For various reasons that I'll outline more fully below, this will not generally work if you want to use these installed packages from the current notebook, though it may work in the simplest cases.

Here is a short snippet that should generally work:

In [4]:
# Install a pip package in the current Jupyter kernel
import sys
!{sys.executable} -m pip install numpy
Requirement already satisfied: numpy in /Users/jakevdp/anaconda/lib/python3.6/site-packages

That bit of extra boiler-plate makes certain that you are running the pip version associated with the current Python kernel, so that the installed packages can be used in the current notebook. This is related to the fact that, even setting Jupyter notebooks aside, it's better to install packages using

$ python -m pip install <package>

rather than

$ pip install <package>

because the former is more explicit about where the package will be installed (more on this below).

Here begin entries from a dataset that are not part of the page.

//! Error types for building signal processors.

use thiserror::Error;

/// Result type for processor construction.
pub type FilterResult<T> = Result<T, FilterError>;

/// Errors raised when a processor is configured with arguments it cannot honor.
#[derive(Debug, Error, Clone, PartialEq)]
pub enum FilterError {
    /// Invalid argument provided to a processor constructor.
    #[error("Invalid argument: {what}")]
    InvalidArg { what: &'static str },

    /// The same source was listed twice.
    #[error("Duplicate source: {name}")]
    DuplicateSource { name: String },
}
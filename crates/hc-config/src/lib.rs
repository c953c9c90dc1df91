//! hc-config: configuration file format, validation and model construction.

pub mod build;
pub mod schema;
pub mod validate;

pub use build::{build, default_pid, SwitchFactory, UnitPlan, ZonePlan};
pub use schema::*;
pub use validate::{validate_config, ValidationError};

use hc_controls::ControlError;
use hc_model::ModelError;

pub type ConfigResult<T> = Result<T, ConfigError>;

#[derive(thiserror::Error, Debug)]
pub enum ConfigError {
    #[error("Validation error: {0}")]
    Validation(#[from] ValidationError),

    #[error("Model error: {0}")]
    Model(#[from] ModelError),

    #[error("Controller error: {0}")]
    Control(#[from] ControlError),

    #[error("I/O error: {0}")]
    Io(#[from] std::io::Error),

    #[error("YAML error: {0}")]
    Yaml(#[from] serde_yaml::Error),

    #[error("JSON error: {0}")]
    Json(#[from] serde_json::Error),
}

pub fn from_yaml_str(content: &str) -> ConfigResult<Config> {
    let config: Config = serde_yaml::from_str(content)?;
    validate_config(&config)?;
    Ok(config)
}

pub fn load_yaml(path: &std::path::Path) -> ConfigResult<Config> {
    let content = std::fs::read_to_string(path)?;
    from_yaml_str(&content)
}

pub fn save_yaml(path: &std::path::Path, config: &Config) -> ConfigResult<()> {
    validate_config(config)?;
    let content = serde_yaml::to_string(config)?;
    std::fs::write(path, content)?;
    Ok(())
}

pub fn load_json(path: &std::path::Path) -> ConfigResult<Config> {
    let content = std::fs::read_to_string(path)?;
    let config: Config = serde_json::from_str(&content)?;
    validate_config(&config)?;
    Ok(config)
}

The Details: Why is Installation from Jupyter so Messy?

Those above solutions should work in all cases... but why is that additional boilerplate necessary? In short, it's because in Jupyter, the shell environment and the Python executable are disconnected. Understanding why that matters depends on a basic understanding of a few different concepts:

  1. how your operating system locates executable programs,
  2. how Python installs and locates packages
  3. how Jupyter decides which Python executable to use.

For completeness, I'm going to delve briefly into each of these topics (this discussion is partly drawn from This StackOverflow answer that I wrote last year).

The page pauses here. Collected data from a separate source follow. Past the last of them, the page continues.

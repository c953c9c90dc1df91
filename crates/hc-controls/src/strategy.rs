//! Integral and derivative calculations for the PID controller.
//!
//! Time is measured in milliseconds, so gains are per millisecond: an error of
//! 0.5 held for a minute integrates to 30 000.

use std::collections::VecDeque;
use std::fmt::Debug;
use std::time::Duration;

use hc_core::{millis_between, Timestamp};
use serde::{Deserialize, Serialize};

/// Accumulates error over time.
pub trait IntegralStrategy: Debug + Send {
    /// Take one error sample and return the integral including it.
    fn integrate(&mut self, at: Timestamp, error: f64) -> f64;

    fn reset(&mut self);
}

/// Rate of change of error.
pub trait DerivativeStrategy: Debug + Send {
    /// Take one error sample and return the rate of change since the previous one.
    ///
    /// May return a non-finite value when samples share a timestamp.
    fn differentiate(&mut self, at: Timestamp, error: f64) -> f64;

    fn reset(&mut self);
}

/// Which integral strategy to build.
#[derive(Debug, Clone, Copy, PartialEq, Serialize, Deserialize, Default)]
#[serde(tag = "kind", rename_all = "snake_case")]
pub enum IntegralKind {
    /// Unbounded sum of `error * dt`.
    #[default]
    Simple,
    /// Trapezoidal sum over the most recent `window`.
    SlidingWindow { window: Duration },
}

impl IntegralKind {
    pub fn build(self) -> Box<dyn IntegralStrategy> {
        match self {
            IntegralKind::Simple => Box::new(SimpleIntegral::default()),
            IntegralKind::SlidingWindow { window } => Box::new(SlidingWindowIntegral::new(window)),
        }
    }
}

/// Sum of `error * dt`, where `dt` is the time since the previous sample.
#[derive(Debug, Clone, Default)]
pub struct SimpleIntegral {
    last_at: Option<Timestamp>,
    sum: f64,
}

impl IntegralStrategy for SimpleIntegral {
    fn integrate(&mut self, at: Timestamp, error: f64) -> f64 {
        if let Some(last) = self.last_at {
            let dt = millis_between(last, at);
            if dt > 0.0 {
                self.sum += error * dt;
            }
        }
        self.last_at = Some(at);
        self.sum
    }

    fn reset(&mut self) {
        self.last_at = None;
        self.sum = 0.0;
    }
}

/// Trapezoidal integral over a trailing time window.
#[derive(Debug, Clone)]
pub struct SlidingWindowIntegral {
    window: Duration,
    last: Option<(Timestamp, f64)>,
    slices: VecDeque<(Timestamp, f64)>,
    sum: f64,
}

impl SlidingWindowIntegral {
    pub fn new(window: Duration) -> Self {
        Self {
            window,
            last: None,
            slices: VecDeque::new(),
            sum: 0.0,
        }
    }

    fn expire(&mut self, now: Timestamp) {
        let span = self.window.as_secs_f64() * 1000.0;
        while let Some((at, area)) = self.slices.front().copied() {
            if millis_between(at, now) <= span {
                break;
            }
            self.sum -= area;
            self.slices.pop_front();
        }
    }
}

impl IntegralStrategy for SlidingWindowIntegral {
    fn integrate(&mut self, at: Timestamp, error: f64) -> f64 {
        match self.last {
            Some((last_at, _)) if last_at >= at => {
                tracing::warn!(last = %last_at, now = %at, "integral sample out of sequence, ignored");
                return self.sum;
            }
            Some((last_at, last_error)) => {
                let area = (error + last_error) / 2.0 * millis_between(last_at, at);
                self.slices.push_back((at, area));
                self.sum += area;
            }
            None => {}
        }
        self.last = Some((at, error));
        self.expire(at);
        self.sum
    }

    fn reset(&mut self) {
        self.last = None;
        self.slices.clear();
        self.sum = 0.0;
    }
}

/// `(error - previous error) / dt`.
#[derive(Debug, Clone, Default)]
pub struct SimpleDerivative {
    last: Option<(Timestamp, f64)>,
}

impl DerivativeStrategy for SimpleDerivative {
    fn differentiate(&mut self, at: Timestamp, error: f64) -> f64 {
        let rate = match self.last {
            Some((last_at, last_error)) => (error - last_error) / millis_between(last_at, at),
            None => 0.0,
        };
        self.last = Some((at, error));
        rate
    }

    fn reset(&mut self) {
        self.last = None;
    }
}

Note: the following discussion assumes Linux, Unix, MacOSX and similar operating systems. Windows has a slightly different architecture, and so some details will differ.

How your operating system locates executables

When you're using the terminal and type a command like python, jupyter, ipython, pip, conda, etc., your operating system contains a well-defined mechanism to find the executable file the name refers to.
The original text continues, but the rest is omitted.